Still, meth is different in at least one respect. Reding says it is
"the only example of a widely consumed illegal narcotic that might be
called vocational, as opposed to recreational." It was given to
starving Nazi soldiers to keep them in warrior mode on the Russian
front. Now it's a preferred stimulant for people working two jobs in
low-wage purgatory.
"Rural America remains the cradle of our national creation myth,"
Reding concludes. "But it has become something else, too -- something
more sinister and difficult to define."
Of the 1,346 counties that shrank in population between 2000 and 2007,
85 percent of them were outside the major metropolitan areas,
according to the Census Bureau. Not far from Reding's story, the town
of Postville has lost half its population just in the last year after
one of the largest immigration raids in Iowa.
Oelwein, like so many small towns trying to shape its destiny in an
America that may have passed it by, has spruced up its Main Street,
modernized its infrastructure and constructed a spec building ready
for any employer who wants to move in. Alas, it's the same story in
thousands of Oelweins: if you build it, they won't come.
When candidate Barack Obama made that comment about bitter people in
small towns clinging to guns and religion, he was criticized as a
clueless elite from the big city. No one paid attention to the first
part of what he said:
"You go into these small towns in Pennsylvania and, like a lot of
small towns in the Midwest, the jobs have been gone now for 25 years
and nothing's replaced them.
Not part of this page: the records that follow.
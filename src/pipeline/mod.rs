pub mod stage1_clean;
pub mod stage2_validate;
pub mod stage3_partition;
pub mod stage4_score;
pub mod stage5_report;

use thiserror::Error;

use crate::model::Metric;

/// Precondition violations of the scoring core. Any of these aborts the run
/// before a single score is written.
#[derive(Debug, Clone, PartialEq, Error)]
pub enum ScoringError {
    #[error("no fund records to score")]
    EmptyInput,
    #[error("row {row}: category is missing")]
    MissingCategory { row: usize },
    #[error("row {row} ({legal_name}): {metric} is missing")]
    MissingMetric {
        row: usize,
        legal_name: String,
        metric: Metric,
    },
    #[error("category {category}: empty population for {metric}")]
    EmptyPopulation { category: String, metric: Metric },
    #[error("category {category}: group has no members")]
    EmptyGroup { category: String },
}
use serde::Serialize;

use crate::model::fund::FundRecord;

#[derive(Debug, Clone, PartialEq, Serialize)]
pub struct ScoredFundRecord {
    #[serde(flatten)]
    pub record: FundRecord,
    pub return_score: f64,
    pub risk_score: f64,
    pub total_score: f64,
}

impl ScoredFundRecord {
    pub fn new(record: FundRecord, return_score: f64, risk_score: f64) -> Self {
        Self {
            record,
            return_score,
            risk_score,
            total_score: return_score + risk_score,
        }
    }

    pub fn category(&self) -> &str {
        &self.record.category
    }
}
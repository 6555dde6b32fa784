pub mod defs;
pub mod mapping;

pub use mapping::CategoryMap;

#[cfg(test)]
#[path = "../../tests/src_inline/categories/tests.rs"]
mod tests;
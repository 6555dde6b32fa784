use std::collections::{BTreeMap, BTreeSet};

use super::defs::builtin_categories;
use super::*;

#[test]
fn test_builtin_lookup() {
    let map = CategoryMap::builtin();
    assert_eq!(map.canonical("ELSS (Tax Savings)"), Some("elss"));
    assert_eq!(map.canonical("10 yr Government Bond"), Some("ten_yr_government_bond"));
    assert_eq!(map.canonical("  Large-Cap "), Some("large_cap"));
    assert_eq!(map.canonical("Sector - Auto"), None);
    assert_eq!(map.len(), builtin_categories().len());
}

#[test]
fn test_builtin_table_is_unique() {
    let raw: BTreeSet<&str> = builtin_categories().iter().map(|(r, _)| *r).collect();
    let canonical: BTreeSet<&str> = builtin_categories().iter().map(|(_, c)| *c).collect();
    assert_eq!(raw.len(), builtin_categories().len());
    assert_eq!(canonical.len(), builtin_categories().len());
    for c in canonical {
        assert!(
            c.chars()
                .all(|ch| ch.is_ascii_lowercase() || ch.is_ascii_digit() || ch == '_'),
            "{c}"
        );
    }
}

#[test]
fn test_lookup_is_case_sensitive() {
    let map = CategoryMap::builtin();
    assert_eq!(map.canonical("large-cap"), None);
}

#[test]
fn test_overrides_replace_and_extend() {
    let mut overrides = BTreeMap::new();
    overrides.insert("Large-Cap".to_string(), "large_cap_equity".to_string());
    overrides.insert("Sector - Auto".to_string(), "sector_auto".to_string());

    let map = CategoryMap::builtin().with_overrides(&overrides);
    assert_eq!(map.canonical("Large-Cap"), Some("large_cap_equity"));
    assert_eq!(map.canonical("Sector - Auto"), Some("sector_auto"));
    assert_eq!(map.canonical("Mid-Cap"), Some("mid_cap"));
}

#[test]
fn test_from_pairs_substitutes_table() {
    let map = CategoryMap::from_pairs([("Equity", "equity")]);
    assert_eq!(map.canonical("Equity"), Some("equity"));
    assert_eq!(map.canonical("Large-Cap"), None);
    assert_eq!(map.len(), 1);
    assert_eq!(CategoryMap::default().len(), 0);
}
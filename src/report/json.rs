use std::collections::BTreeMap;

use crate::report::{RankedFund, ReportError, SummaryData};

pub fn render_summary_json(data: &SummaryData) -> Result<String, ReportError> {
    let mut out = serde_json::to_string_pretty(data)?;
    out.push('\n');
    Ok(out)
}

/// Flat array in the same order as ranking.tsv.
pub fn render_ranking_json(
    ranked: &BTreeMap<&str, Vec<RankedFund<'_>>>,
) -> Result<String, ReportError> {
    let rows: Vec<&RankedFund<'_>> = ranked.values().flatten().collect();
    let mut out = serde_json::to_string_pretty(&rows)?;
    out.push('\n');
    Ok(out)
}
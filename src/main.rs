mod categories;
mod input;
mod logging;
mod model;
mod pipeline;
mod report;

use std::path::PathBuf;

use clap::{Args, Parser, Subcommand, ValueEnum};
use thiserror::Error;

use crate::categories::CategoryMap;
use crate::input::InputError;
use crate::input::load_screener_csv;
use crate::input::overrides::load_category_overrides;
use crate::model::{MissingMetricPolicy, ScoreWeights};
use crate::pipeline::ScoringError;
use crate::pipeline::stage1_clean::{CleanParams, run_stage1};
use crate::pipeline::stage2_validate::run_stage2;
use crate::pipeline::stage3_partition::partition_by_category;
use crate::pipeline::stage4_score::{Stage4Output, run_stage4};
use crate::pipeline::stage5_report::{Stage5Input, write_reports};
use crate::report::ReportError;

fn main() {
    logging::init();
    let cli = Cli::parse();
    let result = match cli.command {
        Command::Rank(args) => run(&RunConfig::from(args)),
    };
    if let Err(err) = result {
        tracing::error!("{err}");
        std::process::exit(1);
    }
}

/// Ranks mutual funds against peers in their own category.
#[derive(Debug, Parser)]
#[command(name = "fundrank", version, about, long_about = None)]
struct Cli {
    #[command(subcommand)]
    command: Command,
}

#[derive(Debug, Subcommand)]
enum Command {
    /// Score a screener CSV export and write ranking reports.
    Rank(RankArgs),
}

#[derive(Debug, Args)]
struct RankArgs {
    /// Screener export (CSV, optionally .gz).
    #[arg(long)]
    input: PathBuf,

    /// Output directory for ranking.tsv, ranking.json, summary.json and report.txt.
    #[arg(long)]
    out: PathBuf,

    /// Minimum fund size in INR millions.
    #[arg(long, default_value_t = 1000.0)]
    min_nav: f64,

    /// What to do when a scored metric is missing after cleaning.
    #[arg(long, value_enum, default_value_t = MissingMetricArg::Reject)]
    missing_metric: MissingMetricArg,

    /// JSON object of raw category label -> canonical label overrides.
    #[arg(long)]
    categories: Option<PathBuf>,

    /// Funds listed per category in report.txt.
    #[arg(long, default_value_t = 5)]
    top: usize,

    /// Worker threads for per-category scoring.
    #[arg(long)]
    threads: Option<usize>,
}

#[derive(Debug, Clone, Copy, PartialEq, Eq, ValueEnum)]
enum MissingMetricArg {
    Reject,
    Lowest,
}

impl From<MissingMetricArg> for MissingMetricPolicy {
    fn from(value: MissingMetricArg) -> Self {
        match value {
            MissingMetricArg::Reject => MissingMetricPolicy::Reject,
            MissingMetricArg::Lowest => MissingMetricPolicy::Lowest,
        }
    }
}

#[derive(Debug, Clone)]
struct RunConfig {
    input_path: PathBuf,
    out_dir: PathBuf,
    clean: CleanParams,
    policy: MissingMetricPolicy,
    category_overrides: Option<PathBuf>,
    top_n: usize,
    threads: Option<usize>,
}

impl From<RankArgs> for RunConfig {
    fn from(args: RankArgs) -> Self {
        Self {
            input_path: args.input,
            out_dir: args.out,
            clean: CleanParams {
                min_nav_millions: args.min_nav,
            },
            policy: args.missing_metric.into(),
            category_overrides: args.categories,
            top_n: args.top,
            threads: args.threads,
        }
    }
}

#[derive(Debug, Error)]
enum RunError {
    #[error(transparent)]
    Input(#[from] InputError),
    #[error(transparent)]
    Scoring(#[from] ScoringError),
    #[error(transparent)]
    Report(#[from] ReportError),
    #[error("failed to build scoring thread pool: {0}")]
    ThreadPool(#[from] rayon::ThreadPoolBuildError),
}

fn run(config: &RunConfig) -> Result<(), RunError> {
    let export = load_screener_csv(&config.input_path)?;

    let mut labels = CategoryMap::builtin();
    if let Some(path) = &config.category_overrides {
        labels = labels.with_overrides(&load_category_overrides(path)?);
    }
    tracing::debug!(entries = labels.len(), "category label table ready");

    let stage1 = run_stage1(&export.rows, &config.clean, &labels);
    let stage2 = run_stage2(stage1.records, config.policy)?;
    let substituted = stage2.substituted;
    let groups = partition_by_category(stage2.funds);

    let weights = ScoreWeights::default_v1();
    tracing::debug!(
        max_return_score = weights.max_return_score(),
        max_risk_score = weights.max_risk_score(),
        "scoring weight profile"
    );
    let stage4 = score_with_threads(config.threads, || run_stage4(&groups, &weights))?;

    let input = Stage5Input {
        scored: &stage4.scored,
        n_categories: stage4.n_categories,
        audit: &stage1.audit,
        substituted_metrics: substituted,
        input_path: &config.input_path,
        clean_params: &config.clean,
        policy: config.policy,
        category_overrides: config.category_overrides.as_deref(),
        top_n: config.top_n,
        tool_name: env!("CARGO_PKG_NAME").to_string(),
        tool_version: env!("CARGO_PKG_VERSION").to_string(),
    };
    write_reports(&input, &config.out_dir)?;

    Ok(())
}

fn score_with_threads<F>(threads: Option<usize>, score: F) -> Result<Stage4Output, RunError>
where
    F: FnOnce() -> Result<Stage4Output, ScoringError> + Send,
{
    match threads {
        Some(n) => {
            let pool = rayon::ThreadPoolBuilder::new().num_threads(n).build()?;
            Ok(pool.install(score)?)
        }
        None => Ok(score()?),
    }
}

#[cfg(test)]
#[path = "../tests/src_inline/main_inline.rs"]
mod tests;
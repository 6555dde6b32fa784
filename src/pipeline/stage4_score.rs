use std::collections::BTreeMap;

use rayon::prelude::*;

use crate::model::percentile::PercentileRanker;
use crate::model::{Metric, ScoreWeights, ScoredFundRecord};
use crate::pipeline::ScoringError;
use crate::pipeline::stage2_validate::ValidatedFund;
use crate::pipeline::stage3_partition::CategoryGroup;

#[derive(Debug, Clone)]
pub struct Stage4Output {
    /// Categories ascending, funds in input order within a category.
    pub scored: Vec<ScoredFundRecord>,
    pub n_categories: usize,
}

/// Scores every member of one category against that category alone.
pub fn score_group(
    group: &CategoryGroup,
    weights: &ScoreWeights,
) -> Result<Vec<ScoredFundRecord>, ScoringError> {
    if group.is_empty() {
        return Err(ScoringError::EmptyGroup {
            category: group.category.clone(),
        });
    }

    let mut rankers = Vec::with_capacity(Metric::ALL.len());
    for metric in Metric::ALL {
        let column = group.members.iter().map(|f| f.metric(metric)).collect();
        let ranker =
            PercentileRanker::new(column).ok_or_else(|| ScoringError::EmptyPopulation {
                category: group.category.clone(),
                metric,
            })?;
        rankers.push(ranker);
    }

    let weighted = |fund: &ValidatedFund, metrics: &[Metric]| {
        metrics
            .iter()
            .map(|&m| rankers[m.index()].percentile_of(fund.metric(m)) * weights.weight(m))
            .sum::<f64>()
    };

    let scored = group
        .members
        .iter()
        .map(|fund| {
            let return_score = weighted(fund, &Metric::RETURNS);
            let risk_score = weighted(fund, &Metric::RISK);
            ScoredFundRecord::new(fund.record.clone(), return_score, risk_score)
        })
        .collect::<Vec<_>>();

    tracing::debug!(
        category = %group.category,
        funds = scored.len(),
        "scored category"
    );
    Ok(scored)
}

/// Scores all groups in parallel and concatenates them in category order.
pub fn run_stage4(
    groups: &BTreeMap<String, CategoryGroup>,
    weights: &ScoreWeights,
) -> Result<Stage4Output, ScoringError> {
    if groups.is_empty() {
        return Err(ScoringError::EmptyInput);
    }

    let per_group: Vec<Vec<ScoredFundRecord>> = groups
        .par_iter()
        .map(|(_, group)| score_group(group, weights))
        .collect::<Result<_, _>>()?;

    let scored: Vec<ScoredFundRecord> = per_group.into_iter().flatten().collect();
    tracing::info!(
        funds = scored.len(),
        categories = groups.len(),
        "scored all categories"
    );

    Ok(Stage4Output {
        scored,
        n_categories: groups.len(),
    })
}

#[cfg(test)]
#[path = "../../tests/src_inline/pipeline/stage4_score.rs"]
mod tests;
And they fell through the Clinton
administration and the Bush administration."
Every president said he would do something about it, Obama continued,
but never did.
The mistake that Palin made was to cast small towns as more virtuous,
morally superior in their struggle. The mistake that Obama made was to
speak the truth. She can continue to pander all the way to the bank.
But he has a chance to make a difference in places that are neither
methland nor mythland, just overlooked parts of the same country.